» **Exercise description**: Given the records below, would you repeat exactly the lines that begin at the one containing "for status in" and end at the one containing "let snapshot: Value", inclusive?

» **Data in this exercise**:
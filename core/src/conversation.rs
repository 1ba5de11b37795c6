use std::sync::Arc;

use tracing::{debug, info, warn};

use crate::client::LlmTransport;
use crate::config::FALLBACK_SYSTEM_ROLE;
use crate::errors::{ChatError, ChatResult};
use crate::types::{Content, ConversationDocument, GenerateContentResponse, TurnResult};

/// Owns the request document of exactly one conversation and mediates each turn.
///
/// The stored document only ever holds confirmed turns: a user question is
/// committed together with the model reply that answered it. A rejected or
/// unreadable round trip leaves the stored document as it was.
///
/// Not meant for concurrent use; callers serialize turns on one conversation.
pub struct ConversationStateManager<T: LlmTransport + ?Sized> {
    transport: Arc<T>,
    system_role: String,
    document: Option<ConversationDocument>,
}

impl<T: LlmTransport + ?Sized> ConversationStateManager<T> {
    pub fn new(transport: Arc<T>) -> Self {
        Self {
            transport,
            system_role: FALLBACK_SYSTEM_ROLE.to_string(),
            document: None,
        }
    }

    /// Sets the system instruction used when the next conversation is created.
    /// Has no effect on a conversation that has already started.
    pub fn configure_system_role(&mut self, role: impl Into<String>) {
        let role = role.into();
        if self.document.is_some() && role != self.system_role {
            debug!("Conversation already started, new system role applies after reset");
        }
        self.system_role = role;
    }

    pub fn system_role(&self) -> &str {
        &self.system_role
    }

    /// The confirmed conversation so far, if any turn has completed
    pub fn document(&self) -> Option<&ConversationDocument> {
        self.document.as_ref()
    }

    pub fn has_started(&self) -> bool {
        self.document.is_some()
    }

    /// Number of completed question/reply round trips
    pub fn turn_count(&self) -> usize {
        self.document
            .as_ref()
            .map_or(0, |doc| doc.contents().len() / 2)
    }

    /// Discards the conversation; the configured role is kept.
    pub fn reset(&mut self) {
        self.document = None;
    }

    /// Sends `question` with the whole history and returns the model's reply.
    pub async fn send_turn(&mut self, question: &str) -> ChatResult<TurnResult> {
        let pending = match &self.document {
            None => ConversationDocument::start(self.system_role.clone(), question),
            Some(doc) => doc.clone().append_turn(Content::user(question))?,
        };

        let body = pending.to_wire()?;
        let request_json = pending.to_pretty()?;

        info!(
            turn = pending.contents().len() / 2 + 1,
            "Sending conversation turn"
        );
        let response = self.transport.send(body).await?;

        if !response.is_success() {
            warn!(
                status = response.status,
                reason = %response.reason,
                "Request rejected by the model endpoint"
            );
            return Err(ChatError::RequestRejected {
                status: response.status,
                reason: response.reason,
                request_snapshot: request_json,
            });
        }

        let reply_turn = extract_reply_turn(&response.body)?;
        let reply = reply_turn
            .first_text()
            .ok_or_else(|| ChatError::MalformedResponse("No text in first part".to_string()))?
            .to_string();

        let confirmed = pending
            .append_turn(reply_turn)
            .map_err(|e| ChatError::MalformedResponse(format!("Unexpected reply turn: {}", e)))?;
        self.document = Some(confirmed);

        Ok(TurnResult::new(request_json, response.body, reply))
    }
}

/// Pulls `candidates[0].content` out of a response body
fn extract_reply_turn(body: &str) -> ChatResult<Content> {
    let response: GenerateContentResponse = serde_json::from_str(body)
        .map_err(|e| ChatError::MalformedResponse(format!("Failed to parse response: {}", e)))?;

    let candidate = response
        .candidates
        .into_iter()
        .next()
        .ok_or_else(|| ChatError::MalformedResponse("No candidates in response".to_string()))?;

    let content = candidate
        .content
        .ok_or_else(|| ChatError::MalformedResponse("No content in candidate".to_string()))?;

    if content.parts.is_empty() {
        return Err(ChatError::MalformedResponse(
            "No parts in content".to_string(),
        ));
    }

    Ok(content)
}

#[cfg(test)]
mod tests {
    use super::*;
    use crate::client::RawResponse;
    use crate::types::Role;
    use async_trait::async_trait;
    use serde_json::{json, Value};
    use std::collections::VecDeque;
    use std::sync::Mutex;

    /// Replays scripted responses and records every body it was given
    #[derive(Default)]
    struct ScriptedTransport {
        responses: Mutex<VecDeque<RawResponse>>,
        sent: Mutex<Vec<String>>,
    }

    impl ScriptedTransport {
        fn push(&self, status: u16, reason: &str, body: impl Into<String>) {
            self.responses.lock().unwrap().push_back(RawResponse {
                status,
                reason: reason.to_string(),
                body: body.into(),
            });
        }

        fn push_reply(&self, text: &str) {
            self.push(200, "OK", reply_body(text));
        }

        fn sent(&self) -> Vec<Value> {
            self.sent
                .lock()
                .unwrap()
                .iter()
                .map(|body| serde_json::from_str(body).unwrap())
                .collect()
        }
    }

    #[async_trait]
    impl LlmTransport for ScriptedTransport {
        async fn send(&self, body: String) -> ChatResult<RawResponse> {
            self.sent.lock().unwrap().push(body);
            self.responses
                .lock()
                .unwrap()
                .pop_front()
                .ok_or_else(|| ChatError::Transport("no scripted response".to_string()))
        }
    }

    fn reply_body(text: &str) -> String {
        json!({
            "candidates": [{
                "content": {"role": "model", "parts": [{"text": text}]},
                "finishReason": "STOP"
            }]
        })
        .to_string()
    }

    fn new_manager() -> (Arc<ScriptedTransport>, ConversationStateManager<ScriptedTransport>) {
        let transport = Arc::new(ScriptedTransport::default());
        let manager = ConversationStateManager::new(transport.clone());
        (transport, manager)
    }

    #[tokio::test]
    async fn test_translator_scenario() {
        let (transport, mut manager) = new_manager();
        manager.configure_system_role("Translator");

        transport.push_reply("Hi");
        let first = manager.send_turn("Hello").await.unwrap();
        assert_eq!(first.reply(), "Hi");

        transport.push_reply("Salut");
        manager.send_turn("Bonjour").await.unwrap();

        let sent = transport.sent();
        assert_eq!(sent[0]["contents"].as_array().unwrap().len(), 1);
        assert_eq!(sent[1]["contents"].as_array().unwrap().len(), 3);
        assert_eq!(sent[1]["contents"][1]["parts"][0]["text"], "Hi");
        assert_eq!(
            sent[1]["system_instruction"]["parts"][0]["text"],
            "Translator"
        );
        assert_eq!(manager.document().unwrap().contents().len(), 4);
    }

    #[tokio::test]
    async fn test_contents_alternate_over_many_turns() {
        let (transport, mut manager) = new_manager();
        let questions: Vec<String> = (0..5).map(|i| format!("question {}", i)).collect();

        for (i, question) in questions.iter().enumerate() {
            transport.push_reply(&format!("answer {}", i));
            manager.send_turn(question).await.unwrap();
        }

        let contents = manager.document().unwrap().contents();
        assert_eq!(contents.len(), 2 * questions.len());
        for (i, turn) in contents.iter().enumerate() {
            let expected = if i % 2 == 0 { Role::User } else { Role::Model };
            assert_eq!(turn.role, expected);
        }
        for (k, question) in questions.iter().enumerate() {
            assert_eq!(contents[2 * k].first_text(), Some(question.as_str()));
        }
        assert_eq!(manager.turn_count(), 5);
    }

    #[tokio::test]
    async fn test_last_configured_role_wins() {
        let (transport, mut manager) = new_manager();
        manager.configure_system_role("first");
        manager.configure_system_role("second");

        transport.push_reply("ok");
        manager.send_turn("q").await.unwrap();

        assert_eq!(manager.document().unwrap().system_role(), Some("second"));
    }

    #[tokio::test]
    async fn test_role_change_after_start_is_ignored() {
        let (transport, mut manager) = new_manager();
        manager.configure_system_role("before");
        transport.push_reply("a1");
        manager.send_turn("q1").await.unwrap();

        manager.configure_system_role("after");
        transport.push_reply("a2");
        manager.send_turn("q2").await.unwrap();

        assert_eq!(transport.sent()[1]["system_instruction"]["parts"][0]["text"], "before");
    }

    #[tokio::test]
    async fn test_reply_turn_stored_verbatim() {
        let (transport, mut manager) = new_manager();
        let body = json!({
            "candidates": [{
                "content": {
                    "role": "model",
                    "parts": [{"text": "Paris", "thoughtSignature": "sig"}]
                }
            }]
        });
        transport.push(200, "OK", body.to_string());

        let result = manager.send_turn("Capitale de la France ?").await.unwrap();

        assert_eq!(result.reply(), "Paris");
        assert_eq!(result.response_json(), body.to_string());
        let last = manager.document().unwrap().contents().last().unwrap();
        assert_eq!(
            serde_json::to_value(last).unwrap(),
            body["candidates"][0]["content"]
        );
    }

    #[tokio::test]
    async fn test_request_json_is_pretty_copy_of_sent_body() {
        let (transport, mut manager) = new_manager();
        transport.push_reply("a");

        let result = manager.send_turn("q").await.unwrap();

        let pretty: Value = serde_json::from_str(result.request_json()).unwrap();
        assert!(result.request_json().contains('\n'));
        assert_eq!(pretty, transport.sent()[0]);
    }

    #[tokio::test]
    async fn test_rejected_turn_keeps_stored_document() {
        for status in [429u16, 500] {
            let (transport, mut manager) = new_manager();
            transport.push_reply("a1");
            manager.send_turn("q1").await.unwrap();
            let before = manager.document().cloned();

            transport.push(status, "Rejected", r#"{"error":{"code":1}}"#);
            let err = manager.send_turn("q2").await.unwrap_err();

            match err {
                ChatError::RequestRejected {
                    status: got,
                    request_snapshot,
                    ..
                } => {
                    assert_eq!(got, status);
                    let snapshot: Value = serde_json::from_str(&request_snapshot).unwrap();
                    assert_eq!(snapshot["contents"][2]["parts"][0]["text"], "q2");
                }
                other => panic!("unexpected error: {:?}", other),
            }
            assert_eq!(manager.document().cloned(), before);
            assert_eq!(manager.turn_count(), 1);
        }
    }

    #[tokio::test]
    async fn test_rejected_first_turn_leaves_conversation_unstarted() {
        let (transport, mut manager) = new_manager();
        transport.push(503, "Service Unavailable", "overloaded");

        let err = manager.send_turn("q").await.unwrap_err();

        assert_eq!(err.status(), Some(503));
        assert!(!manager.has_started());
    }

    #[tokio::test]
    async fn test_invalid_json_is_malformed() {
        let (transport, mut manager) = new_manager();
        transport.push(200, "OK", "{not json");

        let err = manager.send_turn("q").await.unwrap_err();

        assert!(matches!(err, ChatError::MalformedResponse(_)));
        assert!(manager.document().is_none());
    }

    #[tokio::test]
    async fn test_missing_fields_are_malformed() {
        let bodies = [
            json!({}),
            json!({"candidates": []}),
            json!({"candidates": [{}]}),
            json!({"candidates": [{"content": {"role": "model", "parts": []}}]}),
            json!({"candidates": [{"content": {"role": "model", "parts": [{"inlineData": {}}]}}]}),
            json!({"candidates": [{"content": {"role": "user", "parts": [{"text": "echo"}]}}]}),
        ];

        for body in bodies {
            let (transport, mut manager) = new_manager();
            transport.push(200, "OK", body.to_string());

            let err = manager.send_turn("q").await.unwrap_err();
            assert!(
                matches!(err, ChatError::MalformedResponse(_)),
                "body {} gave {:?}",
                body,
                err
            );
            assert!(!manager.has_started());
        }
    }

    #[tokio::test]
    async fn test_reset_starts_new_conversation_with_same_role() {
        let (transport, mut manager) = new_manager();
        manager.configure_system_role("guide");
        transport.push_reply("a1");
        manager.send_turn("q1").await.unwrap();

        manager.reset();
        transport.push_reply("a2");
        manager.send_turn("q2").await.unwrap();

        let sent = transport.sent();
        assert_eq!(sent[1]["contents"].as_array().unwrap().len(), 1);
        assert_eq!(sent[1]["system_instruction"]["parts"][0]["text"], "guide");
    }
}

» **Answer box**:
        for status in [429u16, 500] {
            let (transport, mut manager) = new_manager();
            transport.push_reply("a1");
            manager.send_turn("q1").await.unwrap();
            let before = manager.document().cloned();

            transport.push(status, "Rejected", r#"{"error":{"code":1}}"#);
            let err = manager.send_turn("q2").await.unwrap_err();

            match err {
                ChatError::RequestRejected {
                    status: got,
                    request_snapshot,
                    ..
                } => {
                    assert_eq!(got, status);
                    let snapshot: Value = serde_json::from_str(&request_snapshot).unwrap();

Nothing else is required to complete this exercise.